Segundo a magistrada, uma eventual perda de posto e patente não ocorrerá de forma automática após as condenações criminais. O STM deverá analisar individualmente a gravidade das condutas e verificar se elas são compatíveis com a permanência dos militares na carreira.


Entre os nomes que poderão ser submetidos à análise da Justiça Militar estão o ex-presidente Jair Bolsonaro, capitão reformado do Exército, além dos generais Augusto Heleno, Paulo Sérgio Nogueira e Walter Braga Netto e do almirante Almir Garnier.


Maria Elizabeth explicou que os processos ainda passam por diligências e pela preparação dos votos dos relatores e revisores. Por isso, a expectativa é que os julgamentos ocorram somente depois das eleições deste ano. Mesmo após uma eventual decisão do STM, recursos poderão prolongar a tramitação, fazendo com que um desfecho definitivo fique para 2027.


A presidente do tribunal destacou que a análise da perda de patente será diferente do julgamento criminal realizado pelo Supremo Tribunal Federal (STF). O objetivo, segundo ela, não será reexaminar as condenações, mas avaliar se a conduta atribuída a cada militar representa uma incompatibilidade com os deveres e valores exigidos de um oficial das Forças Armadas.


Para Maria Elizabeth, um eventual atentado contra o Estado Democrático de Direito teria peso especialmente grave para militares, que assumem o compromisso de defender a Constituição e a Pátria. Por isso, ela classificou como particularmente difícil imaginar a manutenção da patente em uma situação em que essa incompatibilidade seja reconhecida pelo tribunal.


A ministra também afirmou que uma eventual anistia aos condenados pelos atos relacionados ao 8 de Janeiro não necessariamente impediria a atuação do STM. Na interpretação apresentada por ela, a anistia extinguiria a punição criminal, mas não eliminaria automaticamente a possibilidade de análise de uma eventual conduta considerada incompatível com o exercício da carreira militar.

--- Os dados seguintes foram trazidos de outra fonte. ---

use std::collections::BTreeSet;

use tracing::{debug, info, warn};

use crate::{
    apportion::CountTable,
    error::BuildError,
    map::{Level, UnitCode},
    registry::{RegistryData, WardRemap},
};

/// Expected size of the canonical municipality set. Advisory only.
pub const CANONICAL_MUNICIPALITY_TARGET: usize = 1892;

/// The authoritative municipality code space.
///
/// Built from an explicit [`RegistryData`] so that tests and callers can
/// substitute their own exclusions or reorganizations.
#[derive(Debug, Clone)]
pub struct CodeRegistry {
    excluded: BTreeSet<UnitCode>,
    city_totals: BTreeSet<UnitCode>,
    remap: WardRemap,
}

impl CodeRegistry {
    pub fn new(data: &RegistryData) -> Result<Self, BuildError> {
        let parse = |codes: &[String]| codes.iter()
            .map(|c| UnitCode::normalize(Level::Municipality, c))
            .collect::<Result<BTreeSet<_>, _>>();
        Ok(Self {
            excluded: parse(data.excluded.as_slice())?,
            city_totals: parse(data.city_totals.as_slice())?,
            remap: WardRemap::from_data(&data.ward_remap)?,
        })
    }

    /// Registry over [`RegistryData::embedded`].
    pub fn embedded() -> Result<Self, BuildError> {
        Self::new(&RegistryData::embedded())
    }

    #[inline] pub fn ward_remap(&self) -> &WardRemap { &self.remap }

    #[inline] pub fn is_excluded(&self, code: &UnitCode) -> bool { self.excluded.contains(code) }

    #[inline] pub fn is_city_total(&self, code: &UnitCode) -> bool { self.city_totals.contains(code) }

    /// Drop excluded codes, keeping input order.
    pub fn exclude(&self, codes: impl IntoIterator<Item = UnitCode>) -> Vec<UnitCode> {
        codes.into_iter().filter(|code| !self.is_excluded(code)).collect()
    }

    /// The authoritative code set for `level` given the codes a source produced.
    ///
    /// Municipalities lose excluded and retiring codes; other levels pass through.
    pub fn canonical_set(&self, level: Level, raw: impl IntoIterator<Item = UnitCode>) -> BTreeSet<UnitCode> {
        let raw = raw.into_iter().collect::<BTreeSet<_>>();
        if level != Level::Municipality { return raw }

        let raw_count = raw.len();
        let canonical = raw.into_iter()
            .filter(|code| !self.is_excluded(code) && !self.remap.is_retiring(code))
            .collect::<BTreeSet<_>>();

        info!(
            raw = raw_count,
            canonical = canonical.len(),
            target = CANONICAL_MUNICIPALITY_TARGET,
            "canonical municipality set",
        );
        canonical
    }

    /// Remove designated-city total rows and prefecture total rows (`PP000`)
    /// from a per-municipality table. Returns the number of rows removed.
    pub fn strip_city_totals(&self, table: &mut CountTable) -> usize {
        let before = table.len();
        table.retain(|code| !self.is_city_total(code) && !code.as_str().ends_with("000"));
        let removed = before - table.len();
        debug!(removed, "stripped aggregate rows");
        removed
    }
}

/// Symmetric difference between a foreign code set and the canonical one.
#[derive(Debug, Clone, Default, PartialEq, Eq)]
pub struct Reconciliation {
    /// Canonical codes the other set lacks.
    pub missing: Vec<UnitCode>,
    /// Codes in the other set that are not canonical.
    pub extra: Vec<UnitCode>,
}

impl Reconciliation {
    #[inline] pub fn is_consistent(&self) -> bool { self.missing.is_empty() && self.extra.is_empty() }

    /// Promote a mismatch to an error in strict mode; otherwise always `Ok`.
    pub fn into_result(self, strict: bool) -> Result<Self, BuildError> {
        if strict && !self.is_consistent() {
            return Err(BuildError::ReconciliationMismatch {
                missing: self.missing.iter().map(UnitCode::to_string).collect(),
                extra: self.extra.iter().map(UnitCode::to_string).collect(),
            });
        }
        Ok(self)
    }
}

/// Compare `other` (named `label` in logs) against `canonical`. Never fails;
/// disagreements are logged with the offending codes.
pub fn reconcile(label: &str, other: &BTreeSet<UnitCode>, canonical: &BTreeSet<UnitCode>) -> Reconciliation {
    let result = Reconciliation {
        missing: canonical.difference(other).cloned().collect(),
        extra: other.difference(canonical).cloned().collect(),
    };

    if result.is_consistent() {
        info!(source = label, codes = other.len(), "code set matches canonical set");
    } else {
        warn!(
            source = label,
            missing = ?result.missing.iter().map(UnitCode::as_str).collect::<Vec<_>>(),
            extra = ?result.extra.iter().map(UnitCode::as_str).collect::<Vec<_>>(),
            "code set disagrees with canonical set",
        );
    }
    result
}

Maria Elizabeth ainda ressaltou que as Forças Armadas tiveram papel importante na preservação da legalidade durante a crise institucional. Para ela, o fato de não ter ocorrido um golpe consumado demonstra a importância da manutenção das instituições militares dentro dos limites constitucionais.


Primeira mulher a presidir o STM, a magistrada afirmou que pretende conduzir sua gestão baseada em três pilares: defesa do Estado Democrático de Direito, transparência e inclusão.


Além da questão envolvendo os militares condenados, Maria Elizabeth criticou pagamentos que ultrapassem o teto constitucional no Judiciário e defendeu a criação de uma legislação federal uniforme para disciplinar a remuneração da magistratura.


A discussão sobre postos e patentes, no entanto, deverá ganhar força somente após as eleições. Até lá, os processos continuarão seguindo seus trâmites internos, e qualquer decisão sobre a permanência dos oficiais nas Forças Armadas dependerá da análise específica do STM.